The next time, Lucifer is silent. He sits far away, on the other corner of the room, back against the cold gray wall, and Sam catches himself watching him, waiting for an explosion. It never comes.

 

 

For the first time in months, Sam sleeps and dreams of a vast, vast emptiness. Lucifer is nowhere to be found, and in all his broken, shattered routine of having the devil ruling over his sleep, Sam looks for him.

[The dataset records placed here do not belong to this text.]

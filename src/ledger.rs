//! Ledger
//!
//! In-memory trade ledger whose read queries are memoized in its own cache
//! store. Writes flush the results they invalidate.

use std::collections::{BTreeMap, HashMap};
use std::sync::Arc;

use parking_lot::RwLock;
use rust_decimal::Decimal;
use tracing::{debug, info};

use crate::cache::{CacheStore, Cacheable, Cached, CallArgs, Clock, SystemClock};
use crate::error::{Error, Result};
use crate::models::{Asset, Balance, Location, LocationData, Trade, TradeType, VersionInfo};
use crate::normalize::{Key, Value};

const QUERY_BALANCES: &str = "query_balances";
const QUERY_TRADES: &str = "query_trades";
const QUERY_HISTORY: &str = "query_location_history";
const QUERY_VERSION: &str = "query_version";

// == Ledger ==
/// Owner of trades, USD prices and a result cache.
pub struct Ledger {
    trades: RwLock<Vec<Trade>>,
    /// USD price per asset; unknown assets are valued at zero
    prices: RwLock<HashMap<Asset, Decimal>>,
    results_cache: CacheStore<Value>,
}

impl Ledger {
    // == Constructor ==
    pub fn new(cache_ttl_secs: u64) -> Self {
        Self::with_clock(cache_ttl_secs, Arc::new(SystemClock))
    }

    pub fn with_clock(cache_ttl_secs: u64, clock: Arc<dyn Clock>) -> Self {
        Self {
            trades: RwLock::new(Vec::new()),
            prices: RwLock::new(HashMap::new()),
            results_cache: CacheStore::with_clock(cache_ttl_secs, clock),
        }
    }

    // == Writes ==
    /// Records a trade and flushes the cached reads it affects.
    ///
    /// Returns the number of trades held afterwards.
    pub fn add_trade(&self, trade: Trade) -> usize {
        let location = trade.location;
        let total = {
            let mut trades = self.trades.write();
            trades.push(trade);
            trades.len()
        };

        self.flush_cache(QUERY_TRADES, &CallArgs::new());
        self.flush_cache(
            QUERY_TRADES,
            &CallArgs::new().kwarg("location", location.to_string()),
        );
        self.flush_cache(QUERY_BALANCES, &CallArgs::new());
        self.flush_cache(QUERY_HISTORY, &CallArgs::new());
        info!("Trade recorded at {}, {} trades held", location, total);
        total
    }

    /// Sets the USD price of an asset.
    ///
    /// Cached balances keep the old valuation until they expire or are
    /// queried with `ignore_cache`.
    pub fn set_price(&self, asset: Asset, usd_price: Decimal) {
        self.prices.write().insert(asset, usd_price);
    }

    pub fn trade_count(&self) -> usize {
        self.trades.read().len()
    }

    // == Cached Reads ==
    /// Net holdings per asset, keyed by asset.
    pub fn query_balances(&self, ignore_cache: bool) -> Result<Value> {
        Cached::new(QUERY_BALANCES, Ledger::compute_balances)
            .arguments_matter(false)
            .invoke(self, &CallArgs::new(), ignore_cache)
    }

    /// Trades, optionally restricted to one location.
    pub fn query_trades(&self, location: Option<&str>, ignore_cache: bool) -> Result<Value> {
        let args = match location {
            Some(location) => CallArgs::new().kwarg("location", location),
            None => CallArgs::new(),
        };
        Cached::new(QUERY_TRADES, Ledger::compute_trades).invoke(self, &args, ignore_cache)
    }

    /// USD value traded per location, one row per location.
    pub fn query_location_history(&self, ignore_cache: bool) -> Result<Value> {
        Cached::new(QUERY_HISTORY, Ledger::compute_location_history)
            .arguments_matter(false)
            .invoke(self, &CallArgs::new(), ignore_cache)
    }

    /// Version check; a bypass is forwarded so a forced refresh is visible.
    pub fn query_version(&self, ignore_cache: bool) -> Result<Value> {
        Cached::new(QUERY_VERSION, Ledger::compute_version)
            .arguments_matter(false)
            .forward_ignore_cache(true)
            .invoke(self, &CallArgs::new(), ignore_cache)
    }

    // == Underlying Operations ==
    fn compute_balances(&self, _args: &CallArgs, _ignore_cache: bool) -> Result<Value> {
        let trades = self.trades.read();
        let mut holdings: BTreeMap<Asset, Decimal> = BTreeMap::new();

        for trade in trades.iter() {
            let cost = trade.amount.checked_mul(trade.rate).ok_or_else(|| overflow("cost"))?;
            let (base_delta, quote_delta) = match trade.trade_type {
                TradeType::Buy => (trade.amount, cost.checked_add(trade.fee).map(|spent| -spent)),
                TradeType::Sell => (-trade.amount, cost.checked_sub(trade.fee)),
            };
            let quote_delta = quote_delta.ok_or_else(|| overflow("cost"))?;
            accumulate(holdings.entry(trade.base.clone()).or_default(), base_delta)?;
            accumulate(holdings.entry(trade.quote.clone()).or_default(), quote_delta)?;
        }

        let prices = self.prices.read();
        let entries = holdings
            .into_iter()
            .map(|(asset, amount)| {
                let price = prices.get(&asset).copied().unwrap_or_default();
                let usd_value = amount.checked_mul(price).ok_or_else(|| overflow("usd value"))?;
                let balance = Balance::new(amount, usd_value);
                Ok((Key::identifier(&asset), Value::serializable(balance)))
            })
            .collect::<Result<Vec<_>>>()?;
        debug!("Computed balances over {} trades", trades.len());
        Ok(Value::Map(entries))
    }

    fn compute_trades(&self, args: &CallArgs, _ignore_cache: bool) -> Result<Value> {
        let location = match args.keyword("location") {
            Some(raw) => {
                let raw = raw.as_str().ok_or_else(|| {
                    Error::InvalidRequest("location must be a string".to_string())
                })?;
                Some(raw.parse::<Location>()?)
            }
            None => None,
        };

        let trades = self.trades.read();
        let selected = trades
            .iter()
            .filter(|trade| location.map_or(true, |l| trade.location == l))
            .map(|trade| Value::record(trade.clone()))
            .collect();
        Ok(Value::List(selected))
    }

    fn compute_location_history(&self, _args: &CallArgs, _ignore_cache: bool) -> Result<Value> {
        let trades = self.trades.read();
        let prices = self.prices.read();
        let mut per_location: BTreeMap<Location, LocationData> = BTreeMap::new();

        for trade in trades.iter() {
            let price = prices.get(&trade.base).copied().unwrap_or_default();
            let row = per_location.entry(trade.location).or_insert(LocationData {
                time: trade.timestamp,
                location: trade.location,
                usd_value: Decimal::ZERO,
            });
            row.time = row.time.max(trade.timestamp);
            let usd_value = trade.amount.checked_mul(price).ok_or_else(|| overflow("usd value"))?;
            accumulate(&mut row.usd_value, usd_value)?;
        }

        Ok(Value::List(per_location.values().map(Value::from).collect()))
    }

    fn compute_version(&self, _args: &CallArgs, ignore_cache: bool) -> Result<Value> {
        if ignore_cache {
            debug!("Version check forced past the cache");
        }
        Ok(Value::serializable(VersionInfo {
            our_version: env!("CARGO_PKG_VERSION").to_string(),
            latest_version: None,
            download_url: None,
        }))
    }
}

fn overflow(what: &str) -> Error {
    Error::Internal(format!("{} out of decimal range", what))
}

fn accumulate(total: &mut Decimal, delta: Decimal) -> Result<()> {
    *total = total.checked_add(delta).ok_or_else(|| overflow("running total"))?;
    Ok(())
}

impl Cacheable<Value> for Ledger {
    fn results_cache(&self) -> &CacheStore<Value> {
        &self.results_cache
    }
}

At first, it's a frantic thing. At first, he thinks —he's _sure_ — that something is terribly wrong. He searches the endless expanse of snow-cold world he's found himself in, looks for a dark blond head and ancient blue eyes, maybe a silhouette limned in hellfire. He hears his own breath in the silence, in out in out in out, and he's alone.

 

 

Lucifer returns quietly, all liquid movements and cool, tranquil silence in the middle of the darkened motel room. He doesn't come near the bed; his shoulders slump, just a little, against the window frame and gossamer curtains sway around him with the gentle breeze as he assumes that angelic, monstrous stillness, as if he were an inanimate object surrounded by the sounds of the late night.

But his eyes —oh, his eyes, they're always gleaming, burning things.

Sam sits, legs apart, hands folded between his knees. Damp strands of unkempt hair are falling in front of his eyes, splitting the world in jagged halves. There's something unnamed, something low and humming, caught in the space between him and Lucifer. Something coiling and clenching in the air, making Sam's skin prickle and something metallic, something desperately vile, catch at the back of his throat.

"Sam—" he hears, that voice like sin and honey and promise, and it's all it takes. Sam is _furious_ , has been living in anger and pain and desperation for so long, so fucking long, and he snaps.

Before he knows it, he's crossed the meager space separating him from Lucifer and suddenly he's shoving and punching and pushing like the world's about to end —and isn't it funny, because it _is_ — , like his life depends on it, like all the words he cannot speak are rushing through his hands in an explosive stream of hatred, not only for Lucifer but for himself as well.

He hits, and feels a rib underneath his fist crack, a sickening sound following the feeling of shattered bone. Lucifer doesn't make a sound as his vessel is shoved back, back, into the wall, and Sam punches again, pauses for a moment just to watch the bright red bruise bloom across an unshaven cheek. Dark blue eyes are looking up at him, impossibly calm, something vast and endless swimming in their depths, and Sam lets out a noise like a whimper and a scream. He hits again.

Again.

 _Again_.

And this is not _right_. He closes a hand around Lucifer's throat, pushes him further into the wall, puts as much pressure in his grip as he can, and still there's not a single reaction. Lucifer keeps looking up at him, swallows a little as Sam tightens his fingers around his throat, mouth half-open on a silent noise he will not make.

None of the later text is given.